I previously read an excerpt from The Brotherhood of the Seven Kings in The Sorceress of the Strand and Other Stories, but the whole thing is on Project Gutenberg. Brotherhood is actually very similar to Sorceress: a scientific man keeps running into the dastardly plans of a scientific woman taking London by storm, a woman both beautiful and vaguely occult. Brotherhood was serialized (in The Strand), but it's somewhere between a Charles Dickens novel and a Sherlock Holmes story. It's not one big story like a Dickens serial, but it's not a string of standalones like Doyle's Holmes stories.

Rather, Norman Head (who studied physiology at Cambridge, but never qualified, and now does it out of sheer love) has a different encounter with some agent of Madame Koluchy's in each story. Sometimes he wins, sometime Koluchy wins, and the stories gradually chart their battle. It's like one of those tv series where the same bad guy is behind every plot, and sometime the situation changes, but mostly it remains static until the season finale.

The stories are decent, if not great. Meade over-depends on characters giving long backstory dumps to one another, which sucks the tension out of some tales, but other I enjoyed. Most stories have some kind of scientific conceit at their heart, making them borderline science fiction or maybe technothrillers-- people killed with new disease strains, or burglars using pendulums, or a temperature-triggered explosive, or x-rays used as a weapon. (The book has a co-writing credit for Robert Eustance; Janis Dawson's introduction to Sorceress says this is Robert Eustace Barton, who provided Meade with medical/scientific information while she wrote the stories herself [19].)

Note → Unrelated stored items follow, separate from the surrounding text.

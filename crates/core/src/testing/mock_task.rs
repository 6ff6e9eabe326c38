//! Mock scrape task for testing.

use std::sync::Mutex;
use std::time::Duration;

use async_trait::async_trait;

use crate::payload::{ScrapeTask, TaskError, TaskOutput};

/// Mock implementation of the ScrapeTask trait.
///
/// Succeeds by default; `fail_with` makes every later run fail.
#[derive(Debug, Default)]
pub struct MockScrapeTask {
    calls: Mutex<Vec<(String, String)>>,
    error: Mutex<Option<TaskError>>,
    delay: Option<Duration>,
}

impl MockScrapeTask {
    pub fn new() -> Self {
        Self::default()
    }

    /// Sleep for `delay` before finishing each run.
    pub fn with_delay(mut self, delay: Duration) -> Self {
        self.delay = Some(delay);
        self
    }

    /// Fail every subsequent run with this error.
    pub fn fail_with(&self, error: TaskError) {
        if let Ok(mut slot) = self.error.lock() {
            *slot = Some(error);
        }
    }

    /// Recorded `(group, item)` runs.
    pub fn calls(&self) -> Vec<(String, String)> {
        self.calls
            .lock()
            .map(|calls| calls.clone())
            .unwrap_or_default()
    }
}

#[async_trait]
impl ScrapeTask for MockScrapeTask {
    fn name(&self) -> &str {
        "mock"
    }

    async fn run(&self, group: &str, item: &str) -> Result<TaskOutput, TaskError> {
        if let Ok(mut calls) = self.calls.lock() {
            calls.push((group.to_string(), item.to_string()));
        }

        if let Some(delay) = self.delay {
            tokio::time::sleep(delay).await;
        }

        let error = self.error.lock().ok().and_then(|slot| slot.clone());
        match error {
            Some(error) => Err(error),
            None => Ok(TaskOutput {
                url: format!("mock://{}/{}", group, item),
                http_status: 200,
                title: Some(format!("{} {}", group, item)),
                ..TaskOutput::default()
            }),
        }
    }
}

Madame Koluchy herself is kind of the best part. She's barely in the stories, usually working through agents, but that makes her all the more captivating. She's supposedly a scientist, and she does indeed invent things, but this is mostly what we're told about her. When we are actually shown her, her effect is more occult; she pulls people into her orbit with her beauty, and grants them what they desire if they help her advance the power of the Brotherhood of the Seven Kings. Boring old Norman Head (and his lawyer friend) are hardly worthy adversaries; Head used to be a member of the Brotherhood and in love with Koluchy, but it's hard to imagine this. A version of this with more Madame Koluchy, and more consistently intriguing and varied plots, would be a good book, but as it is, we have a pedestrian one with occasional flashes of interest.